The party in its manifesto commits to free health services for all Nigerians up to the age of 18 and seniors over the age of 65 years; and affordable health services for all Nigerians in every part of the country; create infrastructural facilities in the health sector for effective health care delivery.
Other promises by the party include to revitalise primary, secondary and tertiary health care systems; give special attention in addressing problems of WF, HIV/AIDS, maternal and infant mortality; and make functional clinics accessible to inaccessible communities.
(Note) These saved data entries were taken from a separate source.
impl SectorKeyTable {
    pub fn new(sector_count: u8) -> NfcResult<Self> {
        if sector_count == 0 {
            return Err(NfcError::InvalidArgument);
        }
        if sector_count as usize > MAX_SECTORS {
            return Err(NfcError::AllocationFailure);
        }
        Ok(Self {
            sectors: vec![SectorKeys::default(); sector_count as usize],
        })
    }

    pub fn sector_count(&self) -> u8 {
        self.sectors.len() as u8
    }

    pub fn sectors(&self) -> &[SectorKeys] {
        &self.sectors
    }

    pub fn key(&self, sector: u8, key_type: KeyType) -> Option<Key> {
        self.sectors
            .get(sector as usize)
            .and_then(|keys| *keys.slot(key_type))
    }

    pub fn is_found(&self, sector: u8, key_type: KeyType) -> bool {
        self.key(sector, key_type).is_some()
    }

    pub fn is_sector_complete(&self, sector: u8) -> bool {
        self.sectors
            .get(sector as usize)
            .map_or(true, SectorKeys::is_complete)
    }

    /// Store a key, `false` if the slot was already filled.
    pub fn set_key(&mut self, sector: u8, key_type: KeyType, key: Key) -> bool {
        match self.sectors.get_mut(sector as usize) {
            Some(keys) if keys.slot(key_type).is_none() => {
                *keys.slot_mut(key_type) = Some(key);
                true
            }
            _ => false,
        }
    }

    pub fn found_count(&self) -> usize {
        self.sectors
            .iter()
            .map(|k| k.key_a.is_some() as usize + k.key_b.is_some() as usize)
            .sum()
    }

    pub fn all_found(&self) -> bool {
        self.sectors.iter().all(SectorKeys::is_complete)
    }

    /// Bit `2s` marks key A of sector `s`, bit `2s + 1` key B. Bit `n` is
    /// bit `n % 8` of byte `n / 8`.
    pub fn bitmap(&self) -> [u8; FOUND_BITMAP_SIZE] {
        let mut bitmap = [0u8; FOUND_BITMAP_SIZE];
        for (sector, keys) in self.sectors.iter().enumerate() {
            for (offset, found) in [keys.key_a.is_some(), keys.key_b.is_some()]
                .iter()
                .enumerate()
            {
                if *found {
                    let bit = sector * 2 + offset;
                    bitmap[bit / 8] |= 1 << (bit % 8);
                }
            }
        }
        bitmap
    }

    /// Key A and key B of every sector, zero where unknown.
    pub fn to_bytes(&self) -> Vec<u8> {
        let mut bytes = Vec::with_capacity(self.sectors.len() * KEY_LENGTH * 2);
        for keys in &self.sectors {
            bytes.extend_from_slice(keys.key_a.unwrap_or_default().as_bytes());
            bytes.extend_from_slice(keys.key_b.unwrap_or_default().as_bytes());
        }
        bytes
    }
}
use anyhow::Context;
use tokio::net::TcpListener;
use tracker_subscribe_service::build_router;
use tracker_subscribe_service::config::Config;

#[tokio::main]
async fn main() -> anyhow::Result<()> {
    let config = Config::from_env().context("failed to load configuration")?;

    tracing_subscriber::fmt()
        .with_env_filter(config.log_filter.clone())
        .init();

    let bind_addr = config.bind_addr;
    let app = build_router(config);

    let listener = TcpListener::bind(bind_addr)
        .await
        .with_context(|| format!("failed to bind {bind_addr}"))?;
    tracing::info!(target: "tracker", addr = %bind_addr, "newsletter service listening");

    axum::serve(listener, app)
        .with_graceful_shutdown(shutdown_signal())
        .await
        .context("server error")?;

    tracing::info!(target: "tracker", "newsletter service stopped");
    Ok(())
}

async fn shutdown_signal() {
    let ctrl_c = async {
        if let Err(error) = tokio::signal::ctrl_c().await {
            tracing::error!(target: "tracker", error = %error, "failed to install ctrl-c handler");
        }
    };

    #[cfg(unix)]
    let terminate = async {
        match tokio::signal::unix::signal(tokio::signal::unix::SignalKind::terminate()) {
            Ok(mut signal) => {
                signal.recv().await;
            }
            Err(error) => {
                tracing::error!(target: "tracker", error = %error, "failed to install SIGTERM handler");
            }
        }
    };

    #[cfg(not(unix))]
    let terminate = std::future::pending::<()>();

    tokio::select! {
        () = ctrl_c => {},
        () = terminate => {},
    }

    tracing::info!(target: "tracker", "shutdown signal received");
}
While responding to a question on proposed strategy by the party to ensure sustainable investment for the CMAM activities and expansion to other Local Government yet to be covered, Hon. Bashir Adamu Jimbo, the Gubernatorial candidate of SDP said the party would work towards sustainable initiatives and free programmes on Primary Health Care to systematically curb malnutrition, while enhancing SAM interventions in the state.
He assured to prioritise sustainable CMAM programmes and nutrition investment through constructive collaboration with Civil Society Organisation and development partners to extend CMAM activities to other Local Government Area yet to be covered in the state.
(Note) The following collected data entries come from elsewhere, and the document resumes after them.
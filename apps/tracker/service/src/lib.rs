//! HTTP surface of the Silksong release tracker's newsletter backend.
//!
//! Exposes the double opt-in subscription flow: `POST
//! /api/newsletter/subscribe` issues a pending confirmation token and
//! sends the confirmation email; `GET /api/newsletter/confirm/:token`
//! turns a pending token into a durable subscriber record. Both routes sit
//! behind process-local sliding-window throttles keyed by client IP.

use std::collections::{HashMap, VecDeque};
use std::sync::Arc;
use std::time::SystemTime;

use axum::extract::rejection::JsonRejection;
use axum::extract::{Path, Request, State};
use axum::http::{HeaderMap, StatusCode};
use axum::middleware::{self, Next};
use axum::response::{IntoResponse, Response};
use axum::routing::{get, post};
use axum::{Json, Router};
use chrono::{SecondsFormat, Utc};
use serde::{Deserialize, Serialize};
use tokio::sync::Mutex;
use tower::ServiceBuilder;
use tower_http::request_id::{MakeRequestUuid, PropagateRequestIdLayer, SetRequestIdLayer};
use tower_http::trace::TraceLayer;
use uuid::Uuid;

pub mod api_envelope;
pub mod config;
pub mod observability;
pub mod subscriptions;

use crate::api_envelope::{
    ApiErrorCode, ApiErrorTuple, error_response, error_response_with_status, not_found_error,
    ok_data, validation_error,
};
use crate::config::Config;
use crate::observability::{AuditEvent, Observability};
use crate::subscriptions::{SubscriptionError, SubscriptionService};

const SERVICE_NAME: &str = "tracker-subscribe-service";
const HEADER_X_FORWARDED_FOR: &str = "x-forwarded-for";
const HEADER_X_REAL_IP: &str = "x-real-ip";
const HEADER_X_REQUEST_ID: &str = "x-request-id";

#[derive(Clone)]
struct AppState {
    config: Arc<Config>,
    subscriptions: SubscriptionService,
    observability: Observability,
    throttle_state: ThrottleState,
    started_at: SystemTime,
}

#[derive(Clone, Default)]
struct ThrottleState {
    buckets: Arc<Mutex<HashMap<String, VecDeque<i64>>>>,
}

#[derive(Debug, Deserialize)]
struct SubscribeRequest {
    #[serde(default)]
    email: String,
}

#[derive(Debug, Serialize)]
struct HealthResponse {
    status: &'static str,
    service: &'static str,
    version: &'static str,
    uptime_seconds: u64,
    email_transport: &'static str,
    subscribers: usize,
    pending_tokens: usize,
}

#[derive(Debug, Serialize)]
struct ReadinessResponse {
    status: &'static str,
    subscribe_store: String,
}

pub fn build_router(config: Config) -> Router {
    build_router_with_observability(config, Observability::default())
}

pub fn build_router_with_observability(config: Config, observability: Observability) -> Router {
    let subscriptions = SubscriptionService::from_config(&config);
    let state = AppState {
        config: Arc::new(config),
        subscriptions,
        observability,
        throttle_state: ThrottleState::default(),
        started_at: SystemTime::now(),
    };

    router_from_state(state)
}

fn router_from_state(state: AppState) -> Router {
    let subscribe_throttle_state = state.clone();
    let confirm_throttle_state = state.clone();

    Router::new()
        .route("/healthz", get(health))
        .route("/readyz", get(readiness))
        .route(
            "/api/newsletter/subscribe",
            post(subscribe_newsletter).route_layer(middleware::from_fn_with_state(
                subscribe_throttle_state,
                throttle_subscribe_gate,
            )),
        )
        .route(
            "/api/newsletter/confirm/:token",
            get(confirm_newsletter).route_layer(middleware::from_fn_with_state(
                confirm_throttle_state,
                throttle_confirm_gate,
            )),
        )
        .with_state(state)
        .layer(
            ServiceBuilder::new()
                .layer(SetRequestIdLayer::x_request_id(MakeRequestUuid))
                .layer(TraceLayer::new_for_http())
                .layer(PropagateRequestIdLayer::x_request_id()),
        )
}

async fn health(State(state): State<AppState>) -> Json<HealthResponse> {
    let uptime_seconds = match state.started_at.elapsed() {
        Ok(duration) => duration.as_secs(),
        Err(_) => 0,
    };

    Json(HealthResponse {
        status: "ok",
        service: SERVICE_NAME,
        version: env!("CARGO_PKG_VERSION"),
        uptime_seconds,
        email_transport: state.subscriptions.transport_name(),
        subscribers: state.subscriptions.subscriber_count().await,
        pending_tokens: state.subscriptions.pending_count().await,
    })
}

async fn readiness(State(state): State<AppState>) -> impl IntoResponse {
    let Some(path) = state.config.subscribe_store_path.as_ref() else {
        return (
            StatusCode::OK,
            Json(ReadinessResponse {
                status: "ready",
                subscribe_store: "memory".to_string(),
            }),
        );
    };

    let subscribe_store = path.to_string_lossy().to_string();
    let parent_exists = path
        .parent()
        .map(|parent| parent.as_os_str().is_empty() || parent.is_dir())
        .unwrap_or(true);

    if parent_exists {
        (
            StatusCode::OK,
            Json(ReadinessResponse {
                status: "ready",
                subscribe_store,
            }),
        )
    } else {
        (
            StatusCode::SERVICE_UNAVAILABLE,
            Json(ReadinessResponse {
                status: "not_ready",
                subscribe_store,
            }),
        )
    }
}

async fn subscribe_newsletter(
    State(state): State<AppState>,
    headers: HeaderMap,
    payload: Result<Json<SubscribeRequest>, JsonRejection>,
) -> Result<impl IntoResponse, ApiErrorTuple> {
    let request_id = request_id(&headers);

    // Collapse every body rejection (missing content type, malformed or
    // type-mismatched JSON) to 400 in the standard envelope.
    let Json(payload) = payload.map_err(|rejection| {
        tracing::debug!(
            target: "tracker",
            request_id = %request_id,
            rejection = %rejection,
            "rejected subscribe request body",
        );
        error_response_with_status(
            StatusCode::BAD_REQUEST,
            ApiErrorCode::InvalidRequest,
            "Request body must be a JSON object with an email field.",
        )
    })?;

    let issued = match state.subscriptions.subscribe(payload.email).await {
        Ok(issued) => issued,
        Err(error) => {
            emit_subscription_failure(&state, &request_id, "newsletter.subscribe.failed", &error);
            return Err(map_subscription_error(error));
        }
    };

    state.observability.audit(
        AuditEvent::new("newsletter.subscribe.requested", request_id.clone())
            .with_attribute("transport", state.subscriptions.transport_name())
            .with_attribute(
                "email_domain",
                email_domain(&issued.email).unwrap_or_else(|| "unknown".to_string()),
            ),
    );
    state
        .observability
        .increment_counter("newsletter.subscribe.requested", &request_id);

    // The token travels only inside the confirmation email.
    Ok(ok_data(serde_json::json!({
        "status": "confirmation-sent",
        "email": issued.email,
        "expiresAt": timestamp(issued.expires_at),
    })))
}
Hon. Jimbo attributed delay in release of budgeted funds as the major factor militating against sustainable interventions to address SAM in the state, while giving assurance to facilitate timely release of funds, if elected as the Governor.
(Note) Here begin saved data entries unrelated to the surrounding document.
use std::collections::HashMap;

use axum::Json;
use axum::http::StatusCode;
use serde::Serialize;

pub type ApiErrorTuple = (StatusCode, Json<ApiErrorResponse>);

#[derive(Debug, Clone, Copy, PartialEq, Eq)]
pub enum ApiErrorCode {
    InvalidRequest,
    RateLimited,
    NotFound,
    Gone,
    Conflict,
    ProviderUnavailable,
    InternalError,
}

impl ApiErrorCode {
    pub const fn as_str(self) -> &'static str {
        match self {
            Self::InvalidRequest => "invalid_request",
            Self::RateLimited => "rate_limited",
            Self::NotFound => "not_found",
            Self::Gone => "gone",
            Self::Conflict => "conflict",
            Self::ProviderUnavailable => "provider_unavailable",
            Self::InternalError => "internal_error",
        }
    }

    pub const fn default_status(self) -> StatusCode {
        match self {
            Self::InvalidRequest => StatusCode::BAD_REQUEST,
            Self::RateLimited => StatusCode::TOO_MANY_REQUESTS,
            Self::NotFound => StatusCode::NOT_FOUND,
            Self::Gone => StatusCode::GONE,
            Self::Conflict => StatusCode::CONFLICT,
            Self::ProviderUnavailable => StatusCode::BAD_GATEWAY,
            Self::InternalError => StatusCode::INTERNAL_SERVER_ERROR,
        }
    }
}

#[derive(Debug, Serialize)]
pub struct ApiErrorDetail {
    pub code: &'static str,
    pub message: String,
}

#[derive(Debug, Serialize)]
pub struct ApiErrorResponse {
    pub message: String,
    pub error: ApiErrorDetail,
    #[serde(skip_serializing_if = "Option::is_none")]
    pub errors: Option<HashMap<String, Vec<String>>>,
}

#[derive(Debug, Serialize)]
pub struct ApiDataEnvelope<T> {
    pub data: T,
}

pub fn ok_data<T: Serialize>(data: T) -> (StatusCode, Json<ApiDataEnvelope<T>>) {
    (StatusCode::OK, Json(ApiDataEnvelope { data }))
}

pub fn error_response(code: ApiErrorCode, message: impl Into<String>) -> ApiErrorTuple {
    error_response_with_status(code.default_status(), code, message)
}

pub fn error_response_with_status(
    status: StatusCode,
    code: ApiErrorCode,
    message: impl Into<String>,
) -> ApiErrorTuple {
    error_response_with_fields(status, code, message, None)
}

pub fn error_response_with_fields(
    status: StatusCode,
    code: ApiErrorCode,
    message: impl Into<String>,
    errors: Option<HashMap<String, Vec<String>>>,
) -> ApiErrorTuple {
    let message = message.into();
    (
        status,
        Json(ApiErrorResponse {
            message: message.clone(),
            error: ApiErrorDetail {
                code: code.as_str(),
                message,
            },
            errors,
        }),
    )
}

pub fn validation_error(field: &'static str, message: &str) -> ApiErrorTuple {
    let mut errors = HashMap::new();
    errors.insert(field.to_string(), vec![message.to_string()]);

    error_response_with_fields(
        StatusCode::BAD_REQUEST,
        ApiErrorCode::InvalidRequest,
        message.to_string(),
        Some(errors),
    )
}

pub fn not_found_error(message: impl Into<String>) -> ApiErrorTuple {
    error_response_with_status(StatusCode::NOT_FOUND, ApiErrorCode::NotFound, message)
}

#[cfg(test)]
mod tests {
    use super::*;

    #[test]
    fn validation_error_maps_to_expected_shape() {
        let (status, payload) = validation_error("email", "Email is required.");
        assert_eq!(status, StatusCode::BAD_REQUEST);
        let body = serde_json::to_value(payload.0).expect("serialize payload");
        assert_eq!(body["error"]["code"], "invalid_request");
        assert_eq!(body["errors"]["email"][0], "Email is required.");
    }

    #[test]
    fn ok_data_wraps_payload_in_data_envelope() {
        let (_status, payload) = ok_data(serde_json::json!({"ok": true}));
        let body = serde_json::to_value(payload.0).expect("serialize payload");
        assert_eq!(body["data"]["ok"], true);
    }

    #[test]
    fn expired_token_code_defaults_to_gone_status() {
        let (status, payload) = error_response(ApiErrorCode::Gone, "That link has expired.");
        assert_eq!(status, StatusCode::GONE);
        let body = serde_json::to_value(payload.0).expect("serialize payload");
        assert_eq!(body["error"]["code"], "gone");
    }
}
“Proper collaboration with Civil Society groups and development partners will help in adequate supervision, promote accountability and ensure compliance to the implementation of nutrition funding as contains in the budget,” he explained.
‘We will deploy adequate human resources for health’ – PDP
The People Democratic Party’s overall policy objective for the health sector aims at improving the health status of Nigerians in order to increase productivity, job creation, wealth creation and poverty reduction through improvement of healthcare services, ensuring universal access to basic health care and reproductive health, improvement of maternal and child health.
Mallam Aminu Ibrahim Ringim, the party’s gubernatorial candidate during the debate committed to fulfil the state’s commitment to adequate nutrition investment through strengthen financial and technical collaboration with relevant stakeholders.
He promised to reintroduce Guduma Health system as part of initiatives to improve efficient Primary Health Care services delivery at community level, while adopting a multi-sectoral approach to improve services.
“Adequate human resources remains paramount to effectively deliver on Primary Health Care. We will encourage appropriate training, retraining and research programmes to boost skilled healthcare personnel to be deployed across healthcare centres.
“We will enhance collaboration with development partners and Civil Society groups to sustain adequate funding for SAM prevention,” Mallam Ibrahim
‘We will strengthen accountability around PHC, nutrition funds’ – PDM
As contains in its party manifesto, Peoples Democratic Movement (PDM) commits to ensure proper coordination and reinforcement of government and nongovernmental organizations to improve access to qualitative Primary Health Care; health education and advocacy in schools and through community based associations; constructive engagement of international health management and delivery agencies on preventive medical initiatives.
Other promises by the party include support for healthy lifestyle advocacy; establishment of a National Health Board and Health monitoring and regulations blueprint; improved access to affordable medical care; reduction in infant and child mortality rate; increase in life expectancy; reduction in loss manpower arising from illness; and reduction in the need for medical treatment outside Nigeria.
In his response to a question on the immediate measures the party will put in place to ensure timely release and judicious utilisation of fund by the line Ministries, Departments and Agencies, Mallam Muhammad Sanusi, the candidate of PDM promised to ensure proper control and supervision of government finances to promote full implementation of nutrition funds in the state.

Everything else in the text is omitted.